Adding Ownership to a DataFlow

Python SDK: Set owners for a DataFlow
# Inlined from /metadata-ingestion/examples/library/dataflow_add_ownership.py
# metadata-ingestion/examples/library/dataflow_add_ownership.py
from datahub.metadata.urns import CorpGroupUrn, CorpUserUrn, DataFlowUrn
from datahub.sdk import DataHubClient

client = DataHubClient.from_env()

# Get the existing DataFlow
dataflow_urn = DataFlowUrn("airflow", "daily_sales_pipeline", "prod")
dataflow = client.entities.get(dataflow_urn)

# Add individual owners
dataflow.add_owner((CorpUserUrn("alice"), "DATAOWNER"))
dataflow.add_owner((CorpUserUrn("bob"), "DEVELOPER"))

# Add group owner
dataflow.add_owner((CorpGroupUrn("analytics-team"), "DATAOWNER"))

# Save changes
client.entities.upsert(dataflow)

print(f"Updated DataFlow: {dataflow.urn}")
print(f"Owners: {dataflow.owners}")

Querying DataFlow via REST API

DataFlows can be queried using the standard DataHub REST APIs:

REST API: Fetch a DataFlow entity
# Get a complete DataFlow snapshot
curl 'http://localhost:8080/entities/urn%3Ali%3AdataFlow%3A(airflow,daily_sales_pipeline,prod)'

Response includes all aspects:

{
"urn": "urn:li:dataFlow:(airflow,daily_sales_pipeline,prod)",
"aspects": {
"dataFlowKey": {
"orchestrator": "airflow",
"flowId": "daily_sales_pipeline",
"cluster": "prod"
},
"dataFlowInfo": {
"name": "Daily Sales Pipeline",
"description": "Processes daily sales data and updates aggregates",
"project": "analytics",
"externalUrl": "https://airflow.company.com/dags/daily_sales_pipeline"
},
"ownership": { ... },
"globalTags": { ... }
}
}

Creating DataFlow with DataJobs

Python SDK: Create a DataFlow with associated DataJobs
# Inlined from /metadata-ingestion/examples/library/datajob_create_full.py
from datahub.metadata.urns import DatasetUrn, TagUrn
from datahub.sdk import DataFlow, DataHubClient, DataJob

client = DataHubClient.from_env()

# datajob will inherit the platform and platform instance from the flow

dataflow = DataFlow(
platform="airflow",
name="example_dag",
platform_instance="PROD",
description="example dataflow",
tags=[TagUrn(name="tag1"), TagUrn(name="tag2")],
)

datajob = DataJob(
name="example_datajob",
flow=dataflow,
inlets=[
DatasetUrn(platform="hdfs", name="dataset1", env="PROD"),
],
outlets=[
DatasetUrn(platform="hdfs", name="dataset2", env="PROD"),
],
)

client.entities.upsert(dataflow)
client.entities.upsert(datajob)

Integration Points

Relationship with DataJobs

DataFlows have a parent-child relationship with DataJobs through the IsPartOf relationship.
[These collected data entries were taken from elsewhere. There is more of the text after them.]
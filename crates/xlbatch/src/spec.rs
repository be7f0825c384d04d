//! Batch options, run context, report and error types.

use std::collections::BTreeMap;
use std::fmt;
use std::io;
use std::path::PathBuf;

use chrono::NaiveDate;
use thiserror::Error;
use xlbatch_io_fs::{ArchiveTreeError, ProtectTreeError, ReportProtect};

////////////////////////////////////////////////////////////////////////////////
// #region Options

/// Caller options for [`crate::create_xl_file_multiple_templates`].
#[derive(Debug, Clone, PartialEq, Eq)]
pub struct SpecBatchOptions {
    /// Restrict each workbook to the rows matching its split value.
    pub split_by_value: bool,
    /// Column holding the split values.
    pub split_by: Option<String>,
    /// Split values; duplicates collapse to one workbook.
    pub split_by_range: Option<Vec<String>>,
    /// Batch number embedded in file ids.
    pub batch: u32,
    /// Worksheet protection password applied to every written sheet.
    pub sheet_password: Option<String>,
    /// Workbook structure password; ignored when empty.
    pub workbook_password: Option<String>,
    /// Encrypt the workbooks and write a password manifest.
    pub protect_files: bool,
    /// Random passwords instead of project/value derived ones.
    pub random_password: bool,
    /// Zip the output folders and remove them.
    pub in_zip: bool,
}

impl Default for SpecBatchOptions {
    fn default() -> Self {
        Self {
            split_by_value: false,
            split_by: None,
            split_by_range: None,
            batch: 1,
            sheet_password: None,
            workbook_password: None,
            protect_files: false,
            random_password: false,
            in_zip: false,
        }
    }
}

/// Run-scoped inputs that would otherwise come from process state.
#[derive(Debug, Clone, PartialEq, Eq)]
pub struct SpecBatchContext {
    /// Root under which folders and the manifest are created.
    pub dir_out: PathBuf,
    /// Date stamped into folder and file names.
    pub today: NaiveDate,
}

impl SpecBatchContext {
    pub fn new(dir_out: impl Into<PathBuf>, today: NaiveDate) -> Self {
        Self {
            dir_out: dir_out.into(),
            today,
        }
    }

    /// Current local date with `dir_out` as root.
    pub fn from_local_now(dir_out: impl Into<PathBuf>) -> Self {
        Self::new(dir_out, chrono::Local::now().date_naive())
    }
}

/// Plain and protected output folders of one run.
#[derive(Debug, Clone, PartialEq, Eq)]
pub struct SpecOutputFolders {
    pub path_plain: PathBuf,
    /// Only created when files are protected.
    pub path_protected: PathBuf,
}

// #endregion
////////////////////////////////////////////////////////////////////////////////
// #region Report

/// Outcome of one completed batch.
#[derive(Debug, Clone, Default)]
pub struct ReportBatch {
    /// Sanitized project name.
    pub project: String,
    /// `YYYYMMDD` stamp used in names.
    pub date: String,
    /// Workbooks at their final location (plain or protected folder).
    pub files: Vec<PathBuf>,
    /// Password manifest, when files were protected.
    pub path_manifest: Option<PathBuf>,
    /// Zip archives, when archiving was requested.
    pub archives: Vec<PathBuf>,
    /// Encryption counters, when files were protected.
    pub report_protect: Option<ReportProtect>,
    /// Non-fatal warnings from every stage.
    pub warnings: Vec<String>,
}

impl ReportBatch {
    /// Machine-readable counters.
    pub fn to_dict(&self) -> BTreeMap<String, u64> {
        let mut dict_counts = BTreeMap::new();
        dict_counts.insert("cnt_files".to_string(), self.files.len() as u64);
        dict_counts.insert(
            "cnt_protected".to_string(),
            self.report_protect
                .as_ref()
                .map_or(0, |report| report.cnt_protected),
        );
        dict_counts.insert("cnt_archives".to_string(), self.archives.len() as u64);
        dict_counts.insert("cnt_warnings".to_string(), self.warnings.len() as u64);
        dict_counts
    }

    /// Human-readable one-line summary.
    pub fn format(&self, prefix: &str) -> String {
        let dict_counts = self.to_dict();
        format!(
            "{prefix} project={} date={} files={} protected={} archives={} warnings={}",
            self.project,
            self.date,
            dict_counts["cnt_files"],
            dict_counts["cnt_protected"],
            dict_counts["cnt_archives"],
            dict_counts["cnt_warnings"],
        )
    }
}

impl fmt::Display for ReportBatch {
    fn fmt(&self, f: &mut fmt::Formatter<'_>) -> fmt::Result {
        write!(f, "{}", self.format("[BATCH]"))
    }
}

// #endregion
////////////////////////////////////////////////////////////////////////////////
// #region Errors

/// Template feasibility and loading failures.
#[derive(Debug, Error)]
pub enum TemplateError {
    /// Split column absent from the template data.
    #[error("Template '{sheet}' has no column '{column}'.")]
    ColumnNotFound { sheet: String, column: String },
    /// Required split values absent from the template data.
    #[error(
        "Template '{sheet}' is missing values {missing:?} in column '{column}'."
    )]
    MissingSplitValues {
        sheet: String,
        column: String,
        /// Sorted missing values.
        missing: Vec<String>,
    },
    /// Template data could not be loaded.
    #[error("Failed to load template {}: {message}", .path.display())]
    Load { path: PathBuf, message: String },
    /// Dataframe operation failed.
    #[error("Template '{sheet}': {message}")]
    Frame { sheet: String, message: String },
}

/// Batch routine failures. The first one aborts the run.
#[derive(Debug, Error)]
pub enum BatchError {
    /// `split_by_range` is missing or is not a list of strings.
    #[error("split_by_range must be a list of strings, got {0}.")]
    SplitRangeNotList(String),
    /// Value filtering requested without a split column.
    #[error("split_by_value requires a split_by column.")]
    MissingSplitColumn,
    /// Project name has no usable characters.
    #[error("Project name {0:?} has no usable characters.")]
    InvalidProjectName(String),
    /// Malformed job file.
    #[error("Invalid job {}: {message}", .path.display())]
    Job { path: PathBuf, message: String },
    #[error(transparent)]
    Template(#[from] TemplateError),
    #[error("I/O error at {}: {source}", .path.display())]
    Io {
        path: PathBuf,
        #[source]
        source: io::Error,
    },
    /// Workbook write or workbook protection failed.
    #[error("Failed to write workbook {}: {message}", .path.display())]
    Xlsx { path: PathBuf, message: String },
    #[error(transparent)]
    Protect(#[from] ProtectTreeError),
    #[error(transparent)]
    Archive(#[from] ArchiveTreeError),
    /// Password manifest read or write failed.
    #[error("Password manifest {}: {message}", .path.display())]
    Manifest { path: PathBuf, message: String },
}

// #endregion
////////////////////////////////////////////////////////////////////////////////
This is the primary integration point:

from datahub.sdk import DataFlow, DataJob, DataHubClient

# DataJob automatically links to its parent DataFlow
flow = DataFlow(platform="airflow", name="my_dag")
job = DataJob(name="extract_data", flow=flow)

Relationship with Datasets

While DataFlows don't directly reference datasets, their child DataJobs establish lineage relationships with datasets through:

  • Inlets: Input datasets consumed by jobs
  • Outlets: Output datasets produced by jobs

This creates indirect lineage from DataFlows to datasets through their constituent jobs.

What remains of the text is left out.